## YOUR ASSIGNMENT
Your task is to find every line in the records that holds the string "write" and copy it.

## DATASET EXCERPTS

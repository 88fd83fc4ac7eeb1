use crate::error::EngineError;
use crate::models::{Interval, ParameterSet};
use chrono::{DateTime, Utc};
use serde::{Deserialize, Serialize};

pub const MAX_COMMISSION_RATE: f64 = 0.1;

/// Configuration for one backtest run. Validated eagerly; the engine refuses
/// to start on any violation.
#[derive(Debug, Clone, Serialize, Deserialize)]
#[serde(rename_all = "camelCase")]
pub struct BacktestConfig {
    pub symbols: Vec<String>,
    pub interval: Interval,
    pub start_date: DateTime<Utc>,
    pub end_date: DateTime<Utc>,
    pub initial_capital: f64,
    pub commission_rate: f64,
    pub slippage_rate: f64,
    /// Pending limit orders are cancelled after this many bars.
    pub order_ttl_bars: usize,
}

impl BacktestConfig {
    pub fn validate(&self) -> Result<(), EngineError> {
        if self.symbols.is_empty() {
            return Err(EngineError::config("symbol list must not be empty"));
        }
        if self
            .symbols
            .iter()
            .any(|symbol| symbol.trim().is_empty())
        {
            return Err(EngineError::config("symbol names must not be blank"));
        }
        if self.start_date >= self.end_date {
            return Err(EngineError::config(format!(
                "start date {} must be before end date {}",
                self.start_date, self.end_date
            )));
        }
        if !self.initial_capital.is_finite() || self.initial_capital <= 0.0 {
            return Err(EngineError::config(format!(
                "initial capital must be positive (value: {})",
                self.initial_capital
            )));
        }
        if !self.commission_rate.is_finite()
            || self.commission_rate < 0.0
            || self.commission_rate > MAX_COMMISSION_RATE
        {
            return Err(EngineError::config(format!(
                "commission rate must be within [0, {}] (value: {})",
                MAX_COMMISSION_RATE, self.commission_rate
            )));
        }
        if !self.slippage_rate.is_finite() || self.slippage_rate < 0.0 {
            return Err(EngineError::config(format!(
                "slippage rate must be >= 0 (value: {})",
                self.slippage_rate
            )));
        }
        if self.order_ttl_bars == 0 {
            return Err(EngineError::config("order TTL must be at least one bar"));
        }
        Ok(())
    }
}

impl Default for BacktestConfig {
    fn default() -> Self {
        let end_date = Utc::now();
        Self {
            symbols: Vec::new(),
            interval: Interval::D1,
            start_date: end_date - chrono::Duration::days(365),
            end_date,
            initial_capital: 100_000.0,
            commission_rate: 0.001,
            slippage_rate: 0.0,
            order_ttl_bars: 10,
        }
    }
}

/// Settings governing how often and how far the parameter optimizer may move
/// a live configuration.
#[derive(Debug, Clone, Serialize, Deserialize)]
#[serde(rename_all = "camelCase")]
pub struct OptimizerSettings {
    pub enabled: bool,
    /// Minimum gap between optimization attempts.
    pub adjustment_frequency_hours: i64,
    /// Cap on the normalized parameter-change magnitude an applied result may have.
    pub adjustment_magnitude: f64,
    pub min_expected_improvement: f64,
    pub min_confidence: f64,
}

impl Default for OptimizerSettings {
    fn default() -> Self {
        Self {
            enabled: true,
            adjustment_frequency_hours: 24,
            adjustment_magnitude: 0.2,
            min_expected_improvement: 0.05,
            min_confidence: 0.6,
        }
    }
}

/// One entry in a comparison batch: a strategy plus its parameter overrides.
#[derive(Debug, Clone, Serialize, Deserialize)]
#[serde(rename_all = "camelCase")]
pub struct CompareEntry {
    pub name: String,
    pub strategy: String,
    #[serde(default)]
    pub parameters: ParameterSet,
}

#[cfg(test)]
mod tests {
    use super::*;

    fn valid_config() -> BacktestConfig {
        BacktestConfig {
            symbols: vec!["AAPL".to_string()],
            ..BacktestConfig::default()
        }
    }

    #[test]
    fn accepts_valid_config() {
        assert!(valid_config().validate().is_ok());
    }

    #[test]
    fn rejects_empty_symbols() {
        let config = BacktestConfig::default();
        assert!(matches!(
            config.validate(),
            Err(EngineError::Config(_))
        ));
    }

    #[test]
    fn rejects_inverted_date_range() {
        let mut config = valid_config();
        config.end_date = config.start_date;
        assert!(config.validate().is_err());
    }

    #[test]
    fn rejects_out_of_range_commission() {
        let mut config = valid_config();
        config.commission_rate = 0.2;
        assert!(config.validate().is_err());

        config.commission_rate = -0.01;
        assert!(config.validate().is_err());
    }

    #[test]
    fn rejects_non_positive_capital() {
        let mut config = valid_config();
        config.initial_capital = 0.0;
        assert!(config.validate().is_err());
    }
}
* * *
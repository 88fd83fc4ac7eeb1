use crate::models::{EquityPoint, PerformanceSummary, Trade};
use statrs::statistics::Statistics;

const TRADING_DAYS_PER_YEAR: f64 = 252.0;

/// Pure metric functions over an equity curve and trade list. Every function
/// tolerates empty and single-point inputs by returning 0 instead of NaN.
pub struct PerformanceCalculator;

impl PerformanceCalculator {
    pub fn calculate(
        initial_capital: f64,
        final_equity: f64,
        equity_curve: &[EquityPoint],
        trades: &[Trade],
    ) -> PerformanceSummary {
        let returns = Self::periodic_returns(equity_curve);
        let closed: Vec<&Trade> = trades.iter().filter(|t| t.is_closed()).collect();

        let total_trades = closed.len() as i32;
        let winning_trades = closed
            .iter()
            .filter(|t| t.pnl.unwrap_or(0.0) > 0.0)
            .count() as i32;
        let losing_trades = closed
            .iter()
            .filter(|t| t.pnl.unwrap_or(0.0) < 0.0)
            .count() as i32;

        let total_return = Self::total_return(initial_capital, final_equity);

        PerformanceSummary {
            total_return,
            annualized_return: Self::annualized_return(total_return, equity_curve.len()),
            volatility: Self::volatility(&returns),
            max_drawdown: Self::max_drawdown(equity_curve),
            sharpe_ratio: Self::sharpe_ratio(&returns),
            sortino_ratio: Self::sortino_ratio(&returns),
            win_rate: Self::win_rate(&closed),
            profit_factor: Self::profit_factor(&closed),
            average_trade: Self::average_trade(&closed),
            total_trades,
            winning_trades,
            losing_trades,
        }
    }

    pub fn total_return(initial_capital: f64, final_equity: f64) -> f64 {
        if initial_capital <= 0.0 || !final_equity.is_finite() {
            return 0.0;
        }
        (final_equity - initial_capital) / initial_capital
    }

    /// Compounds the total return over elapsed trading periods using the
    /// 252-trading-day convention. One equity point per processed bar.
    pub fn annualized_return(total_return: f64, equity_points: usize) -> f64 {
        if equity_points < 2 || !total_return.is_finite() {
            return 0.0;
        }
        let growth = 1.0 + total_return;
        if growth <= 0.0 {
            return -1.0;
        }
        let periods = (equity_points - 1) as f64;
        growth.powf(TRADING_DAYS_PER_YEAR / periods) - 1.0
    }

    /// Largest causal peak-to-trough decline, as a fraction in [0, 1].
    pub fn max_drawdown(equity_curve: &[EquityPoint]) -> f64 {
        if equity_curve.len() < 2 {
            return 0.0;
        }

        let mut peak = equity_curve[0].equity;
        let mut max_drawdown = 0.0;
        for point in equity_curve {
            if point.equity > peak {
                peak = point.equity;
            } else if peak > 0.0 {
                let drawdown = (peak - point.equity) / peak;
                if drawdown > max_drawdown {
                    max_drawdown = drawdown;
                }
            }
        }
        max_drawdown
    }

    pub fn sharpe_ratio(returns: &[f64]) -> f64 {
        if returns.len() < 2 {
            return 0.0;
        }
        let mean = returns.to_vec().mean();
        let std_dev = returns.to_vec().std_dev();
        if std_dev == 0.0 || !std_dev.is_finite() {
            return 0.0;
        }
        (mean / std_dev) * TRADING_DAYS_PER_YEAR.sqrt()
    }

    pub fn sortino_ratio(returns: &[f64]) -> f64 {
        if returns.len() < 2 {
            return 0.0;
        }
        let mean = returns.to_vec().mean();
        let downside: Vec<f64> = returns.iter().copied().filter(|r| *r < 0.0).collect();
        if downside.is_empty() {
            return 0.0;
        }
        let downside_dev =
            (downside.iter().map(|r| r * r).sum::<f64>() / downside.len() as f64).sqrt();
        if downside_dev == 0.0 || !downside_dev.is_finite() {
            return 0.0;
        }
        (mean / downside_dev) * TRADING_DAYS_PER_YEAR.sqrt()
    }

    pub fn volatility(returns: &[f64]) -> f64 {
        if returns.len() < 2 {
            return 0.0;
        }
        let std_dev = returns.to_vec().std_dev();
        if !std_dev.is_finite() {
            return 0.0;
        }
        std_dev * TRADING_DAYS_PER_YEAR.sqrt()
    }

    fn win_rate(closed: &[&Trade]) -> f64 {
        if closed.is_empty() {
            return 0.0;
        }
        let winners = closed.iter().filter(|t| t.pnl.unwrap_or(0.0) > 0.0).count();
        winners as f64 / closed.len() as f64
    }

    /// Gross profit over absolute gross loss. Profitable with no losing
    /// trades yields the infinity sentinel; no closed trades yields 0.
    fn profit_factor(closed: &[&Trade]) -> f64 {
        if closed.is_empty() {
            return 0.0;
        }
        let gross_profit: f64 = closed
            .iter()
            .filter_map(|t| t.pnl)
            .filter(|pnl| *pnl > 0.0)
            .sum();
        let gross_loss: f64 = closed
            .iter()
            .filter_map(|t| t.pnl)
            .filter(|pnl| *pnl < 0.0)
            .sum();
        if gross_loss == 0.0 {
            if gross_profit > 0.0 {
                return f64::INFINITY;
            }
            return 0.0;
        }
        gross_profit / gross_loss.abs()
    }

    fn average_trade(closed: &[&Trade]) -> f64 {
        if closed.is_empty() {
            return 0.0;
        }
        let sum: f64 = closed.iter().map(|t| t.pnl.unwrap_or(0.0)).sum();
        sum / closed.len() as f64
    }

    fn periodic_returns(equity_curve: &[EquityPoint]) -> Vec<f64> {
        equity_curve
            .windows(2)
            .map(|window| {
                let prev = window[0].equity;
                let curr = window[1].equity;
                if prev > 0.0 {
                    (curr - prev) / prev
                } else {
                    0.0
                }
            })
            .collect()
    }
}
* * *
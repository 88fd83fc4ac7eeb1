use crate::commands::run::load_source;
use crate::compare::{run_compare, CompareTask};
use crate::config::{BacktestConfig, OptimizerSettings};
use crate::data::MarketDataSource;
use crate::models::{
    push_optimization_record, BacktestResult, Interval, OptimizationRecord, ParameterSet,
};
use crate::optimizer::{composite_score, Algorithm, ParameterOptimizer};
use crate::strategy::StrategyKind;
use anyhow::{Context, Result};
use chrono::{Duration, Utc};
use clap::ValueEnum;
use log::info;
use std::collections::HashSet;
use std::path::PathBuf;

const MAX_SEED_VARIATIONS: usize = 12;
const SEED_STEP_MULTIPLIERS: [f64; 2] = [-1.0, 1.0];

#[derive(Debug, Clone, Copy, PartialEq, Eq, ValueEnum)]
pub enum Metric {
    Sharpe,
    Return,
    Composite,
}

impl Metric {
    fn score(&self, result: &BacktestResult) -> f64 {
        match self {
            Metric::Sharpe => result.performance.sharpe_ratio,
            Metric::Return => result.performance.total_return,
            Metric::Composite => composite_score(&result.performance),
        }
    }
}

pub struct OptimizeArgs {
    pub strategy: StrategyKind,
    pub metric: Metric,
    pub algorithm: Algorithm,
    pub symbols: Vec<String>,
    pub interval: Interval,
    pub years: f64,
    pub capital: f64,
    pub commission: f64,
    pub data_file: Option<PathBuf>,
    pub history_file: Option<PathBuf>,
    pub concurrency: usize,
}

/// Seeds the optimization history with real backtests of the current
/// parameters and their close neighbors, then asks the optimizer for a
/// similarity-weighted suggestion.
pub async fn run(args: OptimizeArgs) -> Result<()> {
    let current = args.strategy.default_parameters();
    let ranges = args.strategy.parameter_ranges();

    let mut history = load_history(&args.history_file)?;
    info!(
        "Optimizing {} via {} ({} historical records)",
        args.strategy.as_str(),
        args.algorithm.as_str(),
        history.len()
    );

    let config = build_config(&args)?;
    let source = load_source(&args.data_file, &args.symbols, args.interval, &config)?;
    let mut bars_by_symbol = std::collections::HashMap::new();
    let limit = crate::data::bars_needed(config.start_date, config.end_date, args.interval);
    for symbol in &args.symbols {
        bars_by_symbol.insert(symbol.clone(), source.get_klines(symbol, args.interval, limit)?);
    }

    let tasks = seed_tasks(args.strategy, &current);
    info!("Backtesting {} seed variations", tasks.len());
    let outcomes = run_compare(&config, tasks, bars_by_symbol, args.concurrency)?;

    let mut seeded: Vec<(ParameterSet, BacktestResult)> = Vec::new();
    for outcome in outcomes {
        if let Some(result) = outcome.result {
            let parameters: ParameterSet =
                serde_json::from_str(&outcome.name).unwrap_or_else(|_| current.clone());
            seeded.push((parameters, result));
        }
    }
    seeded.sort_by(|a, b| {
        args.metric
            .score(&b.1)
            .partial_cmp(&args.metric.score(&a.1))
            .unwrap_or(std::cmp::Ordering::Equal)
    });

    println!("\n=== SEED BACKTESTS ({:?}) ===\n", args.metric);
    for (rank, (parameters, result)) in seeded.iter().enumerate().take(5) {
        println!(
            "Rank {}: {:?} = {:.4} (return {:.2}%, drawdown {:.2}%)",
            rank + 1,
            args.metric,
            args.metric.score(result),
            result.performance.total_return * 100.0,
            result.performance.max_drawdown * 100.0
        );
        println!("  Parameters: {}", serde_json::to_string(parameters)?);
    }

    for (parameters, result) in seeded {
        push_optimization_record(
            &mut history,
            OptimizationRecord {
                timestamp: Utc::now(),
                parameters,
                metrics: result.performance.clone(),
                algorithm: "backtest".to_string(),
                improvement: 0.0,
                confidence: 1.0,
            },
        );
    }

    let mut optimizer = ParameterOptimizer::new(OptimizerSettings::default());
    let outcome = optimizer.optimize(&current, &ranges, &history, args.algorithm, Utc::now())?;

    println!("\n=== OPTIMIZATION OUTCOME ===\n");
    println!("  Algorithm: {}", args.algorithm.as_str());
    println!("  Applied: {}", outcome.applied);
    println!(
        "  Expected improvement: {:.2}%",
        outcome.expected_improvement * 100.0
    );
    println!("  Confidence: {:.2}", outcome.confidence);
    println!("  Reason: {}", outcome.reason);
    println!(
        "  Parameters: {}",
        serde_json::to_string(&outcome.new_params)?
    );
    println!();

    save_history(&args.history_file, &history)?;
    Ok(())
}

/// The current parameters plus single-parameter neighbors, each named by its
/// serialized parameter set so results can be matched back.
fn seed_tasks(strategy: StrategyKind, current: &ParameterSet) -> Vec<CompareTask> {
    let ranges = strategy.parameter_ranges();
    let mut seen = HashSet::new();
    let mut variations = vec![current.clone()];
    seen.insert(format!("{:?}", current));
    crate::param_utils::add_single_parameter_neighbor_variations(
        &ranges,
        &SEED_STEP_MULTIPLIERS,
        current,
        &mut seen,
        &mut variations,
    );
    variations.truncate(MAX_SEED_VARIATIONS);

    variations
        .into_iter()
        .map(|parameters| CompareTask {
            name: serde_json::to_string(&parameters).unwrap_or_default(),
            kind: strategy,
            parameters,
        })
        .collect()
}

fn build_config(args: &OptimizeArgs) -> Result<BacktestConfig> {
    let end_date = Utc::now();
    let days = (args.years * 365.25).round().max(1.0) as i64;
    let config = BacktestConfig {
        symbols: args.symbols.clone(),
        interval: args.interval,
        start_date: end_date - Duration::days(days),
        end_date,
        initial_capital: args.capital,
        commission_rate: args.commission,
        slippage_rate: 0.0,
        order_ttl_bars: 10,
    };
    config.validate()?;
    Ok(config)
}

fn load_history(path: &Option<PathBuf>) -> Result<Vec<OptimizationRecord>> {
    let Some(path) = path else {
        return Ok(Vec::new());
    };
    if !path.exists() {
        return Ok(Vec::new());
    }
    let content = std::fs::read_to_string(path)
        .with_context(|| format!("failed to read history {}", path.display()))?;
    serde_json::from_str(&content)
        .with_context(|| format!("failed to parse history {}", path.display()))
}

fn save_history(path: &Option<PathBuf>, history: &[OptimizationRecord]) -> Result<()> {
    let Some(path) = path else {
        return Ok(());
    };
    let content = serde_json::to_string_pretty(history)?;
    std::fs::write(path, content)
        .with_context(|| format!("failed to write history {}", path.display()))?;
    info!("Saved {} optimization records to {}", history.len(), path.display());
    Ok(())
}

## RESULT
    std::fs::write(path, content)
        .with_context(|| format!("failed to write history {}", path.display()))?;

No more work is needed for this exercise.